Scan the records below, and wherever a line has the word "impl", pull it out.

Saved data entries
::::
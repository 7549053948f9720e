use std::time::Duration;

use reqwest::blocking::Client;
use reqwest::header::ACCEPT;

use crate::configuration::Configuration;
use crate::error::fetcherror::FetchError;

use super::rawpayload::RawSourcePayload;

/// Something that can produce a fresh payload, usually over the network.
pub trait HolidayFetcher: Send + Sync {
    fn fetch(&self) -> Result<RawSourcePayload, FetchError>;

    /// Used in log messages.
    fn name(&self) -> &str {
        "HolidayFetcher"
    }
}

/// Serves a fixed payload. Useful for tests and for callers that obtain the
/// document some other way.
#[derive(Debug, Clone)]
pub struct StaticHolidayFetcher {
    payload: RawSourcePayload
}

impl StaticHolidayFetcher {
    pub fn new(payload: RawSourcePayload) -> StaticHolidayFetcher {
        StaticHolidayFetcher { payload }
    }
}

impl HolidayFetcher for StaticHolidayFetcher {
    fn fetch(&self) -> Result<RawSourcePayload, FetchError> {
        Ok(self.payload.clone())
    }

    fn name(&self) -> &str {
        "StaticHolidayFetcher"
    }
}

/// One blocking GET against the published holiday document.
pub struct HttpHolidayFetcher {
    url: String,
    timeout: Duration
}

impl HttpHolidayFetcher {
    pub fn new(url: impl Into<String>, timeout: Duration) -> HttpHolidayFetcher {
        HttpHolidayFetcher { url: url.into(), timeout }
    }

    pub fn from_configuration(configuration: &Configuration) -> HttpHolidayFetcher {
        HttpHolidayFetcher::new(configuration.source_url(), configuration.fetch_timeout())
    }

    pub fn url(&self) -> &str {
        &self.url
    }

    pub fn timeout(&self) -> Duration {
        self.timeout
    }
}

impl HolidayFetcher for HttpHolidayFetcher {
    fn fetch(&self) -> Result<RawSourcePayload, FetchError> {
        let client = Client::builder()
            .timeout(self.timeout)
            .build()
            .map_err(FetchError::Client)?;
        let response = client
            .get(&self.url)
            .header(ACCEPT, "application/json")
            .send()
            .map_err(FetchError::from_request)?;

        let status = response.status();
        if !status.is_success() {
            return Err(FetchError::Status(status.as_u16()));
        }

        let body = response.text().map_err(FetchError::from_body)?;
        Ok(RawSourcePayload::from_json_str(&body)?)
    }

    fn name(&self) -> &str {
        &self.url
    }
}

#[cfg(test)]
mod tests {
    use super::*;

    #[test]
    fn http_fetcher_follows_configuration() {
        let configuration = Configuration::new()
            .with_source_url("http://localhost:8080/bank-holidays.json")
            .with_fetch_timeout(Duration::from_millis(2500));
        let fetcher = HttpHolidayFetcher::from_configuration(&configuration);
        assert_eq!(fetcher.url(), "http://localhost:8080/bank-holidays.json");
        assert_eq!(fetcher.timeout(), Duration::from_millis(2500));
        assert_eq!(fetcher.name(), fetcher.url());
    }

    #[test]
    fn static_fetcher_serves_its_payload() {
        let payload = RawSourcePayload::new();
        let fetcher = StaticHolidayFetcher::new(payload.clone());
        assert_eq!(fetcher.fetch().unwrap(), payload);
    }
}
::::
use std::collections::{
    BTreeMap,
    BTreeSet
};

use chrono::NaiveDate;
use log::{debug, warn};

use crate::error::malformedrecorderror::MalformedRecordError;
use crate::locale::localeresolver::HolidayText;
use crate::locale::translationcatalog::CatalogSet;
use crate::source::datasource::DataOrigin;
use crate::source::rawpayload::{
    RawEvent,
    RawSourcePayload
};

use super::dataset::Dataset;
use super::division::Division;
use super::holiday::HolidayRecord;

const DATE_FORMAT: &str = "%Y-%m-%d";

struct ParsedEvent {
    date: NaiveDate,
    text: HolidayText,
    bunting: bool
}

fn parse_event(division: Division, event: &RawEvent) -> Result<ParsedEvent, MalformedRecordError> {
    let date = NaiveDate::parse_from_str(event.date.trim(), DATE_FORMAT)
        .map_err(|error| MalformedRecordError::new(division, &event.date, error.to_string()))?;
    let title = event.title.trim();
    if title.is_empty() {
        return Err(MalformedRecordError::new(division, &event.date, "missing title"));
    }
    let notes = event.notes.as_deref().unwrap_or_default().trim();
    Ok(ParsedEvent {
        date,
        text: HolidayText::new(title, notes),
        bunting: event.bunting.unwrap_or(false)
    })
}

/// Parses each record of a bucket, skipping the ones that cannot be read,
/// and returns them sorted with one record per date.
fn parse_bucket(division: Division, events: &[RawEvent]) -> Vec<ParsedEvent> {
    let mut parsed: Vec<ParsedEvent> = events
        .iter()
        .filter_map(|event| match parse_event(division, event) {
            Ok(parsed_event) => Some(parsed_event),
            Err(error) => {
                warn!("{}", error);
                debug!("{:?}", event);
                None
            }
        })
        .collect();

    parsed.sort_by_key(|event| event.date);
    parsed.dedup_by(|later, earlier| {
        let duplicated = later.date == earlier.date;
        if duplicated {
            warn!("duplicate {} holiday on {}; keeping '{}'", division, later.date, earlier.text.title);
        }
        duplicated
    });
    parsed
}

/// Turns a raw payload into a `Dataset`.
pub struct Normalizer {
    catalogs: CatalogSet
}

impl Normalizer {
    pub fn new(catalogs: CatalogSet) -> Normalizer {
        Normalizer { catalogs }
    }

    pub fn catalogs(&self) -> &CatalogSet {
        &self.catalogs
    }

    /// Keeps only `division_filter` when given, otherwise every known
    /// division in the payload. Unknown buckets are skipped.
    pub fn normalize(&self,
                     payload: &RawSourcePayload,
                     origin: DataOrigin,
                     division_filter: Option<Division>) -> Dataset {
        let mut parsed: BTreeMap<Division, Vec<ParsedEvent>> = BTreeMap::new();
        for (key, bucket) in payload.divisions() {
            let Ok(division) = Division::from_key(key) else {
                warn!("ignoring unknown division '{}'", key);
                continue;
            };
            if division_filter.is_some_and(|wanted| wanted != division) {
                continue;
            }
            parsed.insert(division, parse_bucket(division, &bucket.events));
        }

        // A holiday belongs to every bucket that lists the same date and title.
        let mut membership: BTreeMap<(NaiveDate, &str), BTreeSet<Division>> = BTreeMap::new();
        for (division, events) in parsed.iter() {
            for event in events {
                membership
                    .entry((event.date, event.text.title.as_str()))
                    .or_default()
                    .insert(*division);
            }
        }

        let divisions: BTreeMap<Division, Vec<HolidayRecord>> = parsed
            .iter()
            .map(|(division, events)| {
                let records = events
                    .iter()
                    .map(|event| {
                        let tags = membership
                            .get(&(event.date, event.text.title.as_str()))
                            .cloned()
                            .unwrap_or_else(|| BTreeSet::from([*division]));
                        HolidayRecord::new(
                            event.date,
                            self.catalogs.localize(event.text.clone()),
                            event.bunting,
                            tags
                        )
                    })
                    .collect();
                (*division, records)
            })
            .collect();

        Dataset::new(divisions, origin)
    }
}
::::
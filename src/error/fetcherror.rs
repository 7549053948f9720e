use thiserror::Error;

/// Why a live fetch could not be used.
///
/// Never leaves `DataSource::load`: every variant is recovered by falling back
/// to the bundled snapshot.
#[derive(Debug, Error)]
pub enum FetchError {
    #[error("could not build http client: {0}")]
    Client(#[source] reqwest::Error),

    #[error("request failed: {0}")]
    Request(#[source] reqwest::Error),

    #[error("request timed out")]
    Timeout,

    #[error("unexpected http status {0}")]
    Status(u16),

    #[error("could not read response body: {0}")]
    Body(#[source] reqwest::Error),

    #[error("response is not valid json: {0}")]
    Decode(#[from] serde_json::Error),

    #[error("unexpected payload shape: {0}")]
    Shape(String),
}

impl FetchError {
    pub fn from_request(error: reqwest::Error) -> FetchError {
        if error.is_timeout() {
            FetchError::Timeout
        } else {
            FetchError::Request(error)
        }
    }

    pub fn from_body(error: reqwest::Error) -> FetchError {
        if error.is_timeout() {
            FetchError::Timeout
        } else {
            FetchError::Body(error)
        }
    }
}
::::
### [Your response]
impl StaticHolidayFetcher {
impl HolidayFetcher for StaticHolidayFetcher {
impl HttpHolidayFetcher {
    pub fn new(url: impl Into<String>, timeout: Duration) -> HttpHolidayFetcher {
impl HolidayFetcher for HttpHolidayFetcher {
impl Normalizer {
impl FetchError {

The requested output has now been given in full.